Cryptocurrency touted as decentralized and trust-less storage of value. It is not controlled by a centralized entity and has a finite supply. All the above argues that cryptocurrency is an excellent store of value with no manipulation possible; it is a utopic representation of value.
The above arguments are valid from an academic point of view, but atlas, the real-world application, is a vastly different scenario altogether.
Companies issuing cryptocurrency
There are a lot of crypto companies issuing their very own currency, which they sell as decentralized and trust-less; fundraising flourished during the initial period when the majority of the human population is still fresh to the blockchain concept.
Their decentralized argument is pure garbage as most projects own the majority of the tokens minted from the onset, giving them absolute control over token supply. The tokens issued on another blockchain are the most susceptible to integrity issues because the costs of publishing them are meager. The highest costs incurred are the fees paid to put up faces of random ‘famous’ advisors to garner more trust and funds from unsuspecting investors. I know this because I used to be one of these advisors.
Are their cryptocurrencies safe to invest in?
Coins, on the other hand, develop their own blockchain, with their proof-of-something as an incentive for contributing to their hash rate system. The costs associated with creating a blockchain are higher then issuing tokens on an existing one, so there is at least a lower tendency to exit scam. These costs do not absolve coin issuers from exit scamming, so take heed. Coin exit scams are usually HUGE in scales compared to Token exit scams, only due to the fact more money is invested into building the first product.
Lots of these crypto companies are nothing but scams, raising funds and disappearing after a while, leaving investors with the useless coins and tokens. The silly ones pulled an exit scam as soon as they could and got sued by the collective investors and governments.
The smarter companies stayed around, channeling the funds towards so-called investments and other vehicles to ensure they are safe from prosecution legally. The founders of these projects still live the high life these days, as their amassed funds are enough to sustain them for a long, long time.

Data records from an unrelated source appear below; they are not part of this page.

#[cfg(test)]
mod tests {
    use super::*;
    use crate::converter::chip::testing::writes0;
    use crate::converter::NullDiagnostics;

    fn fm(kind: ChipKind, port: u8, addr: u8, data: u8) -> Command {
        Command::write(kind, 0, port, addr, data)
    }

    fn no_estimate() -> VoiceTable {
        VoiceTable {
            auto_estimate: false,
            ..VoiceTable::new()
        }
    }

    #[test]
    fn test_key_on_programs_channel() {
        let from = ChipDescriptor::new(ChipKind::Ym2203, 3579545.0);
        let mut conv = OpnToOpllConverter::new(from, &Options::new(), &no_estimate());
        assert_eq!(conv.destination().clock, 3579545.0);
        let init = conv.initial_commands();
        assert_eq!(init, vec![Command::write(ChipKind::Ym2413, 0, 0, 0x0E, 0x20)]);

        let mut reports: Vec<VoiceReport> = Vec::new();
        let cmds = [
            fm(ChipKind::Ym2203, 0, 0x4C, 0x20),
            fm(ChipKind::Ym2203, 0, 0xA4, 0x24),
            fm(ChipKind::Ym2203, 0, 0xA0, 0x88),
            fm(ChipKind::Ym2203, 0, 0x28, 0xF0),
        ];
        let out: Vec<(u8, u8)> = cmds
            .iter()
            .flat_map(|c| conv.convert(c, &mut reports))
            .filter_map(|c| match c {
                Command::Write(w) => Some((w.addr, w.data)),
                _ => None,
            })
            .collect();
        assert_eq!(out, vec![(0x30, 0x14), (0x20, 0x09), (0x10, 0x22), (0x20, 0x19)]);
        assert_eq!(reports.len(), 1);
        assert_eq!(reports[0].channel, 0);
        assert_eq!(reports[0].mapping, VoiceMapping::FALLBACK);
        assert_eq!(reports[0].hash.len(), 60);
    }

    #[test]
    fn test_voice_table_override() {
        let hash = format!("{}20{}", "00".repeat(7), "00".repeat(22));
        let mut table = no_estimate();
        table.voices.insert(
            hash,
            VoiceMapping {
                program: 5,
                volume_offset: 2,
                octave_offset: 1,
            },
        );
        let from = ChipDescriptor::new(ChipKind::Ym2203, 3579545.0);
        let mut conv = OpnToOpllConverter::new(from, &Options::new(), &table);
        let mut reports: Vec<VoiceReport> = Vec::new();
        let mut out = Vec::new();
        for c in [
            fm(ChipKind::Ym2203, 0, 0x4C, 0x20),
            fm(ChipKind::Ym2203, 0, 0xA4, 0x24),
            fm(ChipKind::Ym2203, 0, 0xA0, 0x88),
        ] {
            out.extend(conv.convert(&c, &mut reports));
        }
        assert!(reports.is_empty());
        assert_eq!(out[0], Command::write(ChipKind::Ym2413, 0, 0, 0x30, 0x56));
        assert_eq!(out[1], Command::write(ChipKind::Ym2413, 0, 0, 0x20, 0x0B));
    }

    #[test]
    fn test_user_voice_program() {
        let hash = format!("{}20{}", "00".repeat(7), "00".repeat(22));
        let mut table = no_estimate();
        table.voices.insert(
            hash,
            VoiceMapping {
                program: 0,
                volume_offset: 0,
                octave_offset: 0,
            },
        );
        let from = ChipDescriptor::new(ChipKind::Ym2203, 3579545.0);
        let mut conv = OpnToOpllConverter::new(from, &Options::new(), &table);
        let out = writes0(&mut conv, &[fm(ChipKind::Ym2203, 0, 0x4C, 0x20)]);
        assert_eq!(out.len(), 9);
        assert_eq!(out[0], (0x00, 0x01));
        assert_eq!(out[8], (0x30, 0x04));
    }

    #[test]
    fn test_second_port_uses_own_channel() {
        let from = ChipDescriptor::new(ChipKind::Ym2608, 7987200.0);
        let mut conv = OpnToOpllConverter::new(from, &Options::new(), &no_estimate());
        assert_eq!(conv.destination().clock, 3993600.0);
        let out = writes0(&mut conv, &[fm(ChipKind::Ym2608, 1, 0x4D, 0x40)]);
        assert_eq!(out, vec![(0x34, 0x18)]);
        // SSG is not converted
        assert!(writes0(&mut conv, &[fm(ChipKind::Ym2608, 0, 0x08, 0x0F)]).is_empty());
    }

    #[test]
    fn test_auto_voice_map_option_overrides_table() {
        let opts = Options::validate(&[("autoVoiceMap".to_string(), "off".to_string())], OPTIONS).unwrap();
        let from = ChipDescriptor::new(ChipKind::Ym2203, 3579545.0);
        let conv = OpnToOpllConverter::new(from, &opts, &VoiceTable::new());
        assert!(!conv.table.auto_estimate);
    }

    #[test]
    fn test_dac_table_endpoints() {
        let table = dac_table();
        assert_eq!(table.len(), 97);
        assert_eq!(table[0], [15, 15, 15]);
        assert_eq!(table[96], [0, 0, 0]);
        assert!(table.iter().all(|t| t[0] <= t[1] && t[1] <= t[2]));
    }

    #[test]
    fn test_decimation_emits_every_nth_sample() {
        let opts = Options::validate(&[("decimation".to_string(), "4".to_string())], YM2612_OPTIONS).unwrap();
        let from = ChipDescriptor::new(ChipKind::Ym2612, 7670454.0);
        let mut conv = OpnToOpllConverter::new(from, &opts, &VoiceTable::new());
        conv.initial_commands();

        let block = Command::DataBlock {
            data_type: DATA_TYPE_YM2612_PCM,
            size: 8,
            data: vec![0x80; 8],
        };
        assert!(conv.convert(&block, &mut NullDiagnostics).is_empty());

        let mut emitted = 0;
        let mut waited = 0;
        for _ in 0..8 {
            let out = conv.convert(&Command::PcmWrite { wait: 1 }, &mut NullDiagnostics);
            if out.iter().any(|c| matches!(c, Command::Write(_))) {
                emitted += 1;
            }
            waited += out
                .iter()
                .filter(|c| matches!(c, Command::WaitNibble { count: 1 }))
                .count();
        }
        assert_eq!(emitted, 2);
        assert_eq!(waited, 8);
    }

    #[test]
    fn test_test_mode_dac() {
        let opts = Options::validate(&[("useTestMode".to_string(), "true".to_string())], YM2612_OPTIONS).unwrap();
        let from = ChipDescriptor::new(ChipKind::Ym2612, 7670454.0);
        let mut conv = OpnToOpllConverter::new(from, &opts, &VoiceTable::new());
        let init = conv.initial_commands();
        assert!(init.contains(&Command::write(ChipKind::Ym2413, 0, 0, 0x0F, 0x04)));

        let block = Command::DataBlock {
            data_type: DATA_TYPE_YM2612_PCM,
            size: 2,
            data: vec![0x00, 0xFF],
        };
        conv.convert(&block, &mut NullDiagnostics);
        let out = writes0(&mut conv, &[Command::PcmWrite { wait: 0 }, Command::PcmWrite { wait: 0 }]);
        assert_eq!(&out[..3], &[(0x16, 47), (0x17, 47), (0x18, 47)]);
        assert_eq!(&out[3..], &[(0x16, 255), (0x17, 255), (0x18, 255)]);

        // FM is muted and the seek rewinds the cursor
        assert!(writes0(&mut conv, &[fm(ChipKind::Ym2612, 0, 0x4C, 0x00)]).is_empty());
        conv.convert(&Command::SeekPcm { offset: 0 }, &mut NullDiagnostics);
        let out = writes0(&mut conv, &[Command::PcmWrite { wait: 0 }]);
        assert_eq!(out[0], (0x16, 47));
    }

    #[test]
    fn test_fm_only_source_passes_dac() {
        let from = ChipDescriptor::parse("ym2612.fm", 7670454.0).unwrap();
        let mut conv = OpnToOpllConverter::new(from, &Options::new(), &VoiceTable::new());
        let dac_enable = fm(ChipKind::Ym2612, 0, 0x2B, 0x80);
        assert_eq!(conv.convert(&dac_enable, &mut NullDiagnostics), vec![dac_enable]);
        let pcm = Command::PcmWrite { wait: 2 };
        assert_eq!(conv.convert(&pcm, &mut NullDiagnostics), vec![pcm]);
    }
}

On the bright side, there are honest and valid projects, who are working their way, building a sustainable blockchain product, but these are far and few. I personally knew quite a few of these guys, and I have the utmost respect for these honest folks.
Free bitcoin market?
Back to cryptocurrencies, another pain point faced by the market currently is the centralized entity and control aspect. I am a Bitcoin bull by nature, as I believe in its value immensely. Regrettably, I cannot concur as such on the free market argument of Bitcoin. Bitcoin whales controlled bitcoin in its current stage. These are individuals with control over vast stockpiles of Bitcoin, with the power to control market prices.
Decentralization and immutability of the Bitcoin network is the technology. The supply and demand determined the bitcoin market value. These are two vastly different concepts altogether. As I have argued initially, the utopic scenario of a perfect market psychology-controlled value of Bitcoin is non-existent at this juncture. The whales have the power to control price movements simply because a few individuals or corporations control the total market capitalization.
If there is human entity involvement, there is never going to be a market that is free from manipulation and control.
It is just a matter of time that more shops will accept bitcoin and cryptocurrency as one of the payment modes.
As far as Bitcoin is concerned, this is ironically also the reason why I am a strong Bitcoin bull.
No matter how dark the machinations of the Bitcoin whales, they have one ultimate goal in mind.
A million-dollar per bitcoin valuation.